The official nonpartisan take on President Obama's 2015 budget proposal is in: He would curb deficits even more than today's policies.
Of course, the budget wheels for next year are already in motion in Congress, making the president's budget, in effect, a dead letter. It is, however, his wish list for taxes and spending.
It would do so by raising about $1.4 trillion more in revenue, while also raising noninterest spending by $446 billion, the CBO noted in its analysis.
The net effect: The country's accumulated debt, currently about 74% of the size of the economy, would grow in dollar terms but still remain at 74% of GDP by 2024.
Here are some of Obama's proposals with the biggest effects on the federal budget:
Limit tax breaks for high income households: The biggest revenue raiser is Obama's proposal to limit the value of itemized deductions, as well as certain tax exclusions, to 28% of the amount claimed.
The plan, estimated to raise $498 billion over a decade, would hit mostly individuals who make more than $200,000 and married couples who bring in more than $250,000.
Immigration reform: The president called for comprehensive immigration reform, a proposal broadly similar to a bill the Senate passed last year. CBO estimated that legislation would raise $456 billion in new revenue and raise spending by $298 billion.
The rise in legal immigrants and the U.S. population overall would increase spending on refundable tax credits, Medicaid and health insurance subsidies, among other federal benefits.
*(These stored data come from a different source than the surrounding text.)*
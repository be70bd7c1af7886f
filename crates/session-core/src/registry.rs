//! Arena of live sessions, used to resolve cross-session links.
//!
//! Transfer targets, referers and replaced sessions are stored as plain
//! [`SessionId`]s and resolved here on demand, so no session ever holds a
//! strong or raw back-pointer to another one.

use std::sync::Weak;

use dashmap::DashMap;

use crate::session::{CallSession, SessionShared};
use crate::types::SessionId;

#[derive(Default)]
pub struct SessionRegistry {
    sessions: DashMap<SessionId, Weak<SessionShared>>,
}

impl SessionRegistry {
    pub fn new() -> Self {
        Self { sessions: DashMap::new() }
    }

    pub(crate) fn register(&self, id: SessionId, shared: Weak<SessionShared>) {
        self.sessions.insert(id, shared);
    }

    pub fn unregister(&self, id: &SessionId) {
        self.sessions.remove(id);
    }

    /// Look up a session by id. Dead entries resolve to `None` and are
    /// pruned lazily.
    pub fn resolve(&self, id: &SessionId) -> Option<CallSession> {
        let upgraded = self.sessions.get(id).and_then(|entry| entry.value().upgrade());
        match upgraded {
            Some(shared) => Some(CallSession::from_shared(shared)),
            None => {
                self.sessions.remove(id);
                None
            }
        }
    }

    pub fn len(&self) -> usize {
        self.sessions.len()
    }

    pub fn is_empty(&self) -> bool {
        self.sessions.is_empty()
    }
}
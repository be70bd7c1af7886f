//! Call session management for the opencomm stack.
//!
//! This crate hosts the call session state machine: the component that
//! drives a SIP dialog through its whole lifecycle (offer/answer, ringing,
//! media updates, hold/resume, transfer, reconnection after network loss)
//! on top of an external transaction/dialog engine reached through the
//! [`op::CallOp`] trait, and that reports everything to the application
//! through the [`listener::CallSessionListener`] callbacks.
//!
//! Everything runs on one logical execution context: events are processed
//! in arrival order and callbacks fire synchronously before the triggering
//! event handler returns.

pub mod account;
pub mod call_log;
pub mod config;
pub mod core;
pub mod error_info;
pub mod errors;
pub mod listener;
pub mod op;
pub mod params;
pub mod registry;
pub mod session;
pub mod testing;
pub mod types;

pub use crate::account::Account;
pub use crate::call_log::{CallLog, CallStatus};
pub use crate::config::SessionConfig;
pub use crate::core::CoreContext;
pub use crate::error_info::{ErrorInfo, Reason};
pub use crate::errors::{Result, SessionError};
pub use crate::listener::{CallSessionListener, NullListener};
pub use crate::op::{CallOp, OpFactory};
pub use crate::params::{CallSessionParams, MediaEncryption, Privacy};
pub use crate::registry::SessionRegistry;
pub use crate::session::{CallSession, PendingAction};
pub use crate::types::{
    Address, CallDirection, CallState, Content, InfoMessage, MediaDescription, MediaDirection,
    RegistrationState, SessionId, UpdateMethod,
};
And it would increase spending for the implementation and enforcement of the bill's provisions.
But it would also create even more tax revenue by way of income and payroll taxes, the agency had noted.
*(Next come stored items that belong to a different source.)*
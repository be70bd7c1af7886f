//! Shared context injected into every session.

use std::sync::atomic::{AtomicU32, Ordering};

use parking_lot::Mutex;

use crate::config::SessionConfig;
use crate::registry::SessionRegistry;

#[derive(Debug, Clone, Copy, Default)]
struct NetworkState {
    media_reachable: bool,
}

/// Process-wide state the sessions depend on: configuration, global network
/// reachability and the session registry.
///
/// Sessions hold a `Weak` reference to it; a session outliving its core
/// (teardown in managed environments) simply finds every upgrade failing
/// and skips the work.
pub struct CoreContext {
    config: SessionConfig,
    network: Mutex<NetworkState>,
    registry: SessionRegistry,
    missed_calls: AtomicU32,
}

impl CoreContext {
    pub fn new(config: SessionConfig) -> Self {
        Self {
            config,
            network: Mutex::new(NetworkState { media_reachable: true }),
            registry: SessionRegistry::new(),
            missed_calls: AtomicU32::new(0),
        }
    }

    pub fn config(&self) -> &SessionConfig {
        &self.config
    }

    pub fn registry(&self) -> &SessionRegistry {
        &self.registry
    }

    pub fn media_network_reachable(&self) -> bool {
        self.network.lock().media_reachable
    }

    pub fn set_media_network_reachable(&self, reachable: bool) {
        self.network.lock().media_reachable = reachable;
    }

    pub fn missed_calls(&self) -> u32 {
        self.missed_calls.load(Ordering::Relaxed)
    }

    pub(crate) fn count_missed_call(&self) {
        self.missed_calls.fetch_add(1, Ordering::Relaxed);
    }
}

impl Default for CoreContext {
    fn default() -> Self {
        Self::new(SessionConfig::default())
    }
}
Less overseas military funding: The president wants to spend $659 billion less on overseas contingency operations, such as those in Afghanistan, than would occur under current policies.
Raise other spending caps: Obama would eliminate automatic spending reductions scheduled to take place between 2016 and 2021, and raise spending caps through 2021 for most discretionary programs. But he would also keep those caps in place through 2024.